Boiled frog: The Iran war has backed Italy into a schizophrenic corner. The country it has long revered no longer looks or behaves like its old self, leaving both admirers and critics stunned before what they consider an epochal shift. The far-right ruling coalition naturally sides with Washington, but opposition parties are far more skeptical. No one here or anywhere else has much fondness for Iran’s Islamic regime, yet some do question America’s heavy-handed tactics. Others abhor Israel’s role as America’s attack dog (a remnant of longstanding antisemitism). In general, Italians ardently dislike wars. They had little patience for America’s protracted conflict in Iraq, an era that saw tens of thousands of rainbow-colored peace flags ubiquitously hung from apartment windows throughout the country. Many were the anti-war street demonstrations, and Iran has brought a new wave of them. Fallout from America’s lengthy Iraq presence as well as the global financial debacle of 2007 helped push Italy from the center-right to the center-left, albeit briefly. Something of this sort may occur in 2027 when the country will hold general elections — a leftward turn now seemingly more possible following the heavy defeat of a government-sponsored referendum that would’ve given political parties greater control over the judiciary. For now, all remains muddled. In effect, Italians are taking stock not only of their country but also of a transformed America whose values it long saw as immutable. In 1977, I interviewed poet and Nobel laureate Eugenio Montale. At the time, Leftist terrorism haunted Italy. What, I asked him, might the future hold. He answered as only a poet could. Maybe a stew of fine meats, he replied, then paused, or maybe a giant frog no one knows whether to eat or to run from. So it is that nervous Italy awaits what the cook has to offer.
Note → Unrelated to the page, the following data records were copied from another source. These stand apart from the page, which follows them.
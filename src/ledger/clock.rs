use chrono::NaiveDateTime;
use serde::Serialize;
use utoipa::ToSchema;

use crate::error::LedgerError;
use crate::ledger::aggregator::{self, AggregationOutcome};
use crate::ledger::policy::AttendancePolicy;
use crate::model::InsertOutcome;
use crate::model::clock_event::{ClockEventType, NewRawClockEvent};
use crate::model::device::MANUAL_DEVICE_ID;
use crate::store::{AttendanceStore, LeaveStore};

#[derive(Debug, Clone, Serialize, ToSchema)]
pub struct ManualClockOutcome {
    pub event_id: u64,
    pub event_type: ClockEventType,
    pub aggregation: AggregationOutcome,
}

/// Records a check-in or check-out made from the application.
///
/// A day alternates strictly: no second check-in while one is open, no check-out
/// without an open check-in.
pub async fn punch<S: AttendanceStore + LeaveStore>(
    store: &S,
    policy: &AttendancePolicy,
    personnel_id: u64,
    event_type: ClockEventType,
    at: NaiveDateTime,
) -> Result<ManualClockOutcome, LedgerError> {
    let personnel = store
        .find_personnel(personnel_id)
        .await?
        .ok_or_else(|| LedgerError::not_found(format!("Personnel {personnel_id}")))?;
    if !personnel.is_active() {
        return Err(LedgerError::validation(format!(
            "Personnel {} is not active",
            personnel.employee_code
        )));
    }

    let date = at.date();
    let day = store.events_for_day(personnel_id, date).await?;
    let open = day
        .iter()
        .filter(|e| e.occurred_at <= at)
        .max_by_key(|e| e.occurred_at)
        .is_some_and(|e| e.event_type == ClockEventType::CheckIn);

    match (event_type, open) {
        (ClockEventType::CheckIn, true) => {
            return Err(LedgerError::conflict("Already checked in; check out first"));
        }
        (ClockEventType::CheckOut, false) => {
            return Err(LedgerError::conflict("No open check-in to close"));
        }
        _ => {}
    }

    let event = NewRawClockEvent {
        device_id: MANUAL_DEVICE_ID,
        external_user_id: personnel.employee_code.clone(),
        resolved_personnel_id: Some(personnel_id),
        occurred_at: at,
        event_type,
        raw_payload: None,
    };
    let event_id = match store.insert_raw_event(&event).await? {
        InsertOutcome::Inserted(id) => id,
        InsertOutcome::Duplicate => {
            return Err(LedgerError::conflict(format!("A punch already exists at {at}")));
        }
    };

    tracing::info!(personnel_id, event_id, event_type = %event_type, "Manual punch recorded");

    let aggregation = aggregator::aggregate_day(store, policy, personnel_id, date).await?;
    Ok(ManualClockOutcome {
        event_id,
        event_type,
        aggregation,
    })
}

#[cfg(test)]
mod tests {
    use super::*;
    use crate::model::personnel::{Personnel, PersonnelStatus};
    use crate::model::presence::PresenceStatus;
    use crate::store::memory::MemoryStore;
    use chrono::NaiveDate;

    fn at(h: u32, m: u32) -> NaiveDateTime {
        NaiveDate::from_ymd_opt(2024, 3, 4)
            .unwrap()
            .and_hms_opt(h, m, 0)
            .unwrap()
    }

    fn store(status: PersonnelStatus) -> MemoryStore {
        let store = MemoryStore::default();
        store.add_personnel(Personnel {
            id: 7,
            employee_code: "LAB-007".into(),
            first_name: "Amina".into(),
            last_name: "Benali".into(),
            email: None,
            phone: None,
            hire_date: NaiveDate::from_ymd_opt(2020, 1, 1).unwrap(),
            status,
        });
        store
    }

    #[actix_web::test]
    async fn a_day_alternates_between_in_and_out() {
        let store = store(PersonnelStatus::Active);
        let policy = AttendancePolicy::default();

        let early_out = punch(&store, &policy, 7, ClockEventType::CheckOut, at(7, 0)).await;
        assert!(matches!(early_out, Err(LedgerError::Conflict(_))));

        let checked_in = punch(&store, &policy, 7, ClockEventType::CheckIn, at(8, 10)).await.unwrap();
        assert!(checked_in.aggregation.presence().is_open());

        let twice = punch(&store, &policy, 7, ClockEventType::CheckIn, at(8, 20)).await;
        assert!(matches!(twice, Err(LedgerError::Conflict(_))));

        let checked_out = punch(&store, &policy, 7, ClockEventType::CheckOut, at(16, 10)).await.unwrap();
        let presence = checked_out.aggregation.presence();
        assert_eq!(presence.status, PresenceStatus::Present);
        assert_eq!((presence.lateness_minutes, presence.worked_minutes), (10, 480));
    }

    #[actix_web::test]
    async fn inactive_personnel_cannot_punch() {
        let store = store(PersonnelStatus::Inactive);
        let err = punch(&store, &AttendancePolicy::default(), 7, ClockEventType::CheckIn, at(8, 0))
            .await
            .unwrap_err();
        assert!(matches!(err, LedgerError::Validation(_)));
    }
}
On War #2: More than 150 years have passed since the United States fought a war on its own soil and fully faced its destructive savagery. That of course was the Civil War, which pitted Americans against Americans. Since then, it has been involved in half-a-dozen major conflicts, but none lapped over onto U.S. territory. There were hideous surprise attacks, one at Pearl Harbor and the second in New York City and Washington. Both lasted only hours, though the death tolls were high. Otherwise, the hundreds of thousands of American casualties came “over there.” Americans as a result have no notion of what domestic combat is like. They have no bombed-out Detroit or Los Angeles to recollect. No occupying troops have patrolled its landscape. What has happened in Gaza since 2023 and what is happening in Iran now are psychologically unfathomable. Americans care only that they not lose soldiers or aviators, and leaders oblige them by doing their destruction from the air. But there are souls beneath these warplanes, and many, whether they liked or disliked the Islamic regime, will struggle to forget and forgive what is being billed by some as a “liberation.” Parts of Tehran are in flames. People of all stripes are dying. Perhaps one sad day in the future, America will come to understand what it means to be exposed to relentless bombing. For now, however, Iran is merely some godawful place that needed to learn a lesson, as Americans more than 5,000 miles away make their spring plans. All’s fair in love and war, goes the saying. If only that were true.